目で追えないほどのスピードで、一直線にリー・ダンガスへと肉薄する影。
それは黒光を纏った幼女にして、三大魔祖が一人、ユリファ・グレガリアス。
竜弥の『魔魂』を喰らい、その体躯に真紅の紋様を浮かべた彼女が予期せぬタイミングで眼前に迫る。目を剥いたリー・ダンガスは咄嗟に右手に目をやり、左手の金杖を振るって己の身体を守ろうとするが。
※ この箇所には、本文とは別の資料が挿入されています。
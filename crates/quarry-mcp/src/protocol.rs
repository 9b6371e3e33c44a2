//! MCP protocol types (JSON-RPC 2.0)

use serde::{Deserialize, Serialize};
use serde_json::Value;

/// JSON-RPC request
#[derive(Debug, Deserialize)]
pub struct JsonRpcRequest {
    /// JSON-RPC version (must be "2.0")
    #[allow(dead_code)]
    pub jsonrpc: String,
    /// Request ID
    pub id: Option<Value>,
    /// Method name
    pub method: String,
    /// Method parameters
    #[serde(default)]
    pub params: Value,
}

/// JSON-RPC response (success)
#[derive(Debug, Serialize)]
pub struct JsonRpcResponse {
    /// JSON-RPC version (must be "2.0")
    pub jsonrpc: String,
    /// Request ID
    pub id: Option<Value>,
    /// Result data
    pub result: Value,
}

/// JSON-RPC error response
#[derive(Debug, Serialize)]
pub struct JsonRpcError {
    /// JSON-RPC version (must be "2.0")
    pub jsonrpc: String,
    /// Request ID
    pub id: Option<Value>,
    /// Error details
    pub error: ErrorDetail,
}

/// Error detail structure
#[derive(Debug, Serialize)]
pub struct ErrorDetail {
    /// Error code
    pub code: i32,
    /// Error message
    pub message: String,
}

impl JsonRpcResponse {
    /// Create a new success response
    pub fn new(id: Option<Value>, result: Value) -> Self {
        Self {
            jsonrpc: "2.0".to_string(),
            id,
            result,
        }
    }
}

impl JsonRpcError {
    /// Create a new error response
    pub fn new(id: Option<Value>, code: i32, message: String) -> Self {
        Self {
            jsonrpc: "2.0".to_string(),
            id,
            error: ErrorDetail { code, message },
        }
    }
}

/// MCP tool list response
#[derive(Debug, Serialize)]
pub struct ToolListResponse {
    /// Available tools
    pub tools: Vec<ToolDefinition>,
}

/// Tool definition
#[derive(Debug, Serialize)]
pub struct ToolDefinition {
    /// Tool name
    pub name: String,
    /// Tool description
    pub description: String,
    /// Input schema (JSON Schema)
    #[serde(rename = "inputSchema")]
    pub input_schema: Value,
}

/// MCP server info
#[derive(Debug, Serialize)]
pub struct ServerInfo {
    /// Server name
    pub name: String,
    /// Server version
    pub version: String,
}

/// Initialize response
#[derive(Debug, Serialize)]
pub struct InitializeResponse {
    /// Protocol version
    #[serde(rename = "protocolVersion")]
    pub protocol_version: String,
    /// Server info
    #[serde(rename = "serverInfo")]
    pub server_info: ServerInfo,
    /// Capabilities
    pub capabilities: Capabilities,
}

/// Server capabilities
#[derive(Debug, Serialize)]
pub struct Capabilities {
    /// Tools capability
    pub tools: ToolsCapability,
}

/// Tools capability
#[derive(Debug, Serialize)]
pub struct ToolsCapability {
    /// Whether tools are supported
    pub supported: bool,
}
ユリファ・グレガリアスが放った一撃は、リー・ダンガスが恐れるような、相手に致死性のダメージを与えるものではなかった。
その代わり、その一撃はどんな防御が展開されたとしても、たった一点だけを貫くため、残った全ての力を凝縮させたものだった。
彼女の手から伸びたのは黒い光の槍。凶悪に輝くその槍がリー・ダンガスの前面に展開された白光の防御壁、その一点のみを突破して。
「取ったッッ!!」
幼女が猛々しく叫ぶ。
鋭く光った黒光の槍の切っ先が、リー・ダンガスの右手を貫通した。
「…………あ?」
何が起こったのかわからないというように、リー・ダンガスは呆けた顔で口を開け、自らの右手を見つめた。
槍が刺さって、切っ先が突き出た右手を。
一瞬、力が抜けて垂れ下がった彼の手の平が竜弥の方に向けられた。そこにあったのは、手の平全体にびっしりと浮かび上がった光の文字。それが状況に応じて、刻一刻と形を変えていくのがわかった。
「…………あ、…………あああああああああああっっ!!!???」
ユリファが軽く念じると、黒光の槍は消滅し、リー・ダンガスの右手には大きな穴が空いた。生々しい鮮やかな血液がだらだらと垂れ、地面に散らばっていく。それと同時に、顕現していた白い魔法陣は全て霧散し、辺りに夜の闇が戻ってきた。
注意が右手に集中したリー・ダンガスの左手からは金杖が落ちて、地面に転がった。
「ああああああああああああああああああああああああああああっっっ!? 右手がッ!! 穴がッ! 血がッ! いや、そんなことはいいッ! そんなことより、ワタシのパタァーンはッ!?」
リー・ダンガスは狂ったような鬼の形相で、右手の穴から流れ出た血液を左手で乱暴に拭う。拭って、拭って、必死に何かを探そうとしている。
左手で跳ね飛ばされたリー・ダンガスの血液が地面に飛散した。その光景は本当にイカレていると表現していいだろう。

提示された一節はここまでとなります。